Facts:
Mr Lutz, a pilot, was supplied to Ryanair by an aviation recruitment agency called MCG Aviation Limited (now known as Storm Global Ltd) (Storm Global).
Storm Global had a contract with Ryanair to supply “contracted pilots”. Storm Global in turn mandated that Mr Lutz must provide his services through a service company called Dishford. There was therefore a secondary contract between Dishford and Storm Global under which Dishford was engaged as an “independent consultant” to supply the services of Mr Lutz, via Storm Global, to Ryanair.
In reality, however, Mr Lutz worked for Ryanair as a fully-integrated part of its pilot workforce. He wore a Ryanair uniform and had a Ryanair ID card. He had to pass Ryanair competency assessments. The base from which he worked was set by Ryanair. Ryanair set the rosters which were “on the same basis” for employed and contracted pilots.
Mr Lutz brought a claim for unpaid holiday pay against Storm Global under the Civil Aviation (Working Time) Regulations 2004 (CAWTR), as well as a claim against both the agency and Ryanair for pay parity and equal working conditions compared to directly employed pilots under the Agency Workers Regulations 2010 (AWR).
The Law:
Under the AWR, an agency worker is defined as an individual who has a contract with a temporary work agency which is either a contract of employment or a contract to perform work and services personally, and is supplied by the temporary work agency to work temporarily for and under the supervision and direction of a hirer.
Decision of the Courts:
Both the Employment Tribunal and Employment Appeal Tribunal found in favour of Mr Lutz, ruling that the service company arrangement through Dishford was a “fiction” and that he was not truly self-employed.

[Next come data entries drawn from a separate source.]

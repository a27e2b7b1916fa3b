//! Tabular grids.
//!
//! A grid is an ordered set of named columns, each with its own metadata
//! dict, plus a grid-level metadata dict and rows of cells. Grids are built
//! through [`GridBuilder`], which validates column names and freezes the
//! column set once the first row is added. Cells are resolved by column
//! position, so rows carry no pointer back to their grid.

use crate::value::{Dict, NDArray, Value};
use crate::{Error, Result};

/// True if `n` is a legal tagname: lowercase ASCII letter first, then
/// ASCII alphanumerics and underscores.
pub fn is_tagname(n: &str) -> bool {
    let mut chars = n.chars();
    match chars.next() {
        Some(c) if c.is_ascii_lowercase() => {}
        _ => return false,
    }
    chars.all(|c| c.is_ascii_alphanumeric() || c == '_')
}

/// A grid column: name plus metadata.
#[derive(Debug, Clone, PartialEq)]
pub struct GridCol {
    name: String,
    meta: Dict,
}

impl GridCol {
    /// Column name.
    pub fn name(&self) -> &str {
        &self.name
    }

    /// Column metadata.
    pub fn meta(&self) -> &Dict {
        &self.meta
    }
}

/// An immutable grid.
#[derive(Debug, Clone, PartialEq, Default)]
pub struct Grid {
    meta: Dict,
    cols: Vec<GridCol>,
    rows: Vec<Vec<Value>>,
}

impl Grid {
    /// A grid with no columns, rows or metadata.
    pub fn empty() -> Grid {
        Grid::default()
    }

    /// Grid-level metadata.
    pub fn meta(&self) -> &Dict {
        &self.meta
    }

    /// Columns in insertion (and wire) order.
    pub fn cols(&self) -> &[GridCol] {
        &self.cols
    }

    /// Column names in insertion order.
    pub fn col_names(&self) -> Vec<&str> {
        self.cols.iter().map(|c| c.name()).collect()
    }

    /// Look up a column by name.
    pub fn col(&self, name: &str) -> Option<&GridCol> {
        self.cols.iter().find(|c| c.name == name)
    }

    /// True if a column with this name exists.
    pub fn has(&self, name: &str) -> bool {
        self.col(name).is_some()
    }

    /// Number of rows.
    pub fn size(&self) -> usize {
        self.rows.len()
    }

    /// True if there are no rows.
    pub fn is_empty(&self) -> bool {
        self.rows.is_empty()
    }

    /// Rows in order. Every row has exactly one cell per column.
    pub fn rows(&self) -> &[Vec<Value>] {
        &self.rows
    }

    /// The first row, if any.
    pub fn first(&self) -> Option<&Vec<Value>> {
        self.rows.first()
    }

    /// A row by index.
    pub fn get(&self, row: usize) -> Option<&Vec<Value>> {
        self.rows.get(row)
    }

    /// The cell at `row`/`col`. Panics if either index is out of range.
    pub fn val(&self, row: usize, col: usize) -> &Value {
        &self.rows[row][col]
    }

    /// The cell in the named column of `row`, if both exist.
    pub fn val_by_name(&self, row: usize, name: &str) -> Option<&Value> {
        let idx = self.cols.iter().position(|c| c.name == name)?;
        Some(self.rows.get(row)?.get(idx)?)
    }

    /// Convert an all-numeric grid to a matrix, dropping units and
    /// metadata.
    pub fn to_ndarray(&self) -> Result<NDArray> {
        let mut data = Vec::with_capacity(self.rows.len() * self.cols.len());
        for row in &self.rows {
            for cell in row {
                match cell {
                    Value::Number(n) => data.push(n.val),
                    other => {
                        return Err(Error::TypeMismatch {
                            expected: "Number",
                            found: other.type_name(),
                        });
                    }
                }
            }
        }
        NDArray::new(self.rows.len(), self.cols.len(), data)
    }
}

/// Builder for [`Grid`].
#[derive(Debug, Default)]
pub struct GridBuilder {
    meta: Dict,
    cols: Vec<GridCol>,
    rows: Vec<Vec<Value>>,
}

impl GridBuilder {
    /// New empty builder.
    pub fn new() -> GridBuilder {
        GridBuilder::default()
    }

    /// Set the grid-level metadata.
    pub fn set_meta(&mut self, meta: Dict) -> &mut Self {
        self.meta = meta;
        self
    }

    /// Add a column. Fails on an invalid tagname, a duplicate name, or
    /// once a row has been added.
    pub fn add_col(&mut self, name: impl Into<String>, meta: Dict) -> Result<&mut Self> {
        let name = name.into();
        if !self.rows.is_empty() {
            return Err(Error::ColumnsFrozen);
        }
        if !is_tagname(&name) {
            return Err(Error::InvalidTagname(name));
        }
        if self.cols.iter().any(|c| c.name == name) {
            return Err(Error::DuplicateColumn(name));
        }
        self.cols.push(GridCol { name, meta });
        Ok(self)
    }

    /// Add columns with empty metadata.
    pub fn add_col_names<I, S>(&mut self, names: I) -> Result<&mut Self>
    where
        I: IntoIterator<Item = S>,
        S: Into<String>,
    {
        for name in names {
            self.add_col(name, Dict::new())?;
        }
        Ok(self)
    }

    /// Replace the metadata of an existing column. Allowed at any point
    /// before `to_grid`; only the column *set* freezes with the first row.
    pub fn set_col_meta(&mut self, name: &str, meta: Dict) -> Result<&mut Self> {
        match self.cols.iter().position(|c| c.name == name) {
            Some(i) => {
                self.cols[i].meta = meta;
                Ok(self)
            }
            None => Err(Error::UnknownColumn(name.to_string())),
        }
    }

    /// Add a row. The cell count must match the column count; the first
    /// row freezes the column set.
    pub fn add_row(&mut self, cells: Vec<Value>) -> Result<&mut Self> {
        if cells.len() != self.cols.len() {
            return Err(Error::RowLength {
                cells: cells.len(),
                cols: self.cols.len(),
            });
        }
        self.rows.push(cells);
        Ok(self)
    }

    /// Finish the grid.
    pub fn to_grid(&mut self) -> Grid {
        Grid {
            meta: std::mem::take(&mut self.meta),
            cols: std::mem::take(&mut self.cols),
            rows: std::mem::take(&mut self.rows),
        }
    }
}

#[cfg(test)]
mod tests {
    use super::*;

    #[test]
    fn tagnames() {
        assert!(is_tagname("a"));
        assert!(is_tagname("hisStart"));
        assert!(is_tagname("v0"));
        assert!(is_tagname("foo_bar"));
        assert!(!is_tagname(""));
        assert!(!is_tagname("Foo"));
        assert!(!is_tagname("0v"));
        assert!(!is_tagname("_x"));
        assert!(!is_tagname("a-b"));
        assert!(!is_tagname("naïve"));
    }

    #[test]
    fn build_and_read() {
        let mut gb = GridBuilder::new();
        gb.add_col_names(["a", "b", "c"]).unwrap();
        gb.add_row(vec![1.into(), 2.into(), 3.into()]).unwrap();
        let g = gb.to_grid();
        assert_eq!(g.col_names(), ["a", "b", "c"]);
        assert_eq!(g.size(), 1);
        assert!(!g.is_empty());
        assert!(g.has("b"));
        assert!(!g.has("d"));
        assert_eq!(g.val(0, 2), &Value::from(3));
        assert_eq!(g.val_by_name(0, "a"), Some(&Value::from(1)));
        assert_eq!(g.first(), Some(&vec![1.into(), 2.into(), 3.into()]));
    }

    #[test]
    fn col_meta() {
        let mut gb = GridBuilder::new();
        gb.add_col_names(["a", "b"]).unwrap();
        let mut meta = Dict::new();
        meta.insert("foo".into(), "bar".into());
        gb.set_col_meta("a", meta.clone()).unwrap();
        // Column meta may still change after rows exist.
        gb.add_row(vec![1.into(), 2.into()]).unwrap();
        let mut on = Dict::new();
        on.insert("on".into(), true.into());
        gb.set_col_meta("b", on.clone()).unwrap();
        assert!(gb.set_col_meta("nope", Dict::new()).is_err());
        let g = gb.to_grid();
        assert_eq!(g.col("a").unwrap().meta(), &meta);
        assert_eq!(g.col("b").unwrap().meta(), &on);
    }

    #[test]
    fn invalid_columns() {
        let mut gb = GridBuilder::new();
        assert!(matches!(
            gb.add_col("Bad", Dict::new()),
            Err(Error::InvalidTagname(_))
        ));
        gb.add_col("a", Dict::new()).unwrap();
        assert!(matches!(
            gb.add_col("a", Dict::new()),
            Err(Error::DuplicateColumn(_))
        ));
    }

    #[test]
    fn frozen_after_first_row() {
        let mut gb = GridBuilder::new();
        gb.add_col("a", Dict::new()).unwrap();
        gb.add_row(vec![Value::Null]).unwrap();
        assert!(matches!(
            gb.add_col("b", Dict::new()),
            Err(Error::ColumnsFrozen)
        ));
    }

    #[test]
    fn row_length_checked() {
        let mut gb = GridBuilder::new();
        gb.add_col_names(["a", "b"]).unwrap();
        assert!(matches!(
            gb.add_row(vec![Value::Null]),
            Err(Error::RowLength { cells: 1, cols: 2 })
        ));
    }

    #[test]
    fn to_ndarray() {
        let mut gb = GridBuilder::new();
        gb.add_col_names(["v0", "v1"]).unwrap();
        gb.add_row(vec![1.into(), 2.into()]).unwrap();
        gb.add_row(vec![3.into(), 4.into()]).unwrap();
        let a = gb.to_grid().to_ndarray().unwrap();
        assert_eq!((a.rows(), a.cols()), (2, 2));
        assert_eq!(a.data(), &[1.0, 2.0, 3.0, 4.0]);

        let mut gb = GridBuilder::new();
        gb.add_col("a", Dict::new()).unwrap();
        gb.add_row(vec![Value::Marker]).unwrap();
        assert!(gb.to_grid().to_ndarray().is_err());
    }
}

The Court of Appeal confirmed that Mr Lutz was a crew member “employed” by Storm Global, entitling him to paid annual leave. The Court also found that a 5-year agreement still constituted a “temporary” supply for AWR purposes, clarifying that “temporary” and “short term” are not synonymous and should be interpreted as “not indefinite”.
Comment:
This case highlights the importance of accurately determining employment status in the context of the practical reality of the working conditions. This judgment follows the trend of decisions in recent years to find in favour of worker status.
It is also clear that long term agency arrangements, which are not indefinite, must still comply with the AWR in relation to equal treatment.
It should also be noted that there are 27 claims brought by other Ryanair pilots in similar positions, which had been paused pending the outcome of this case.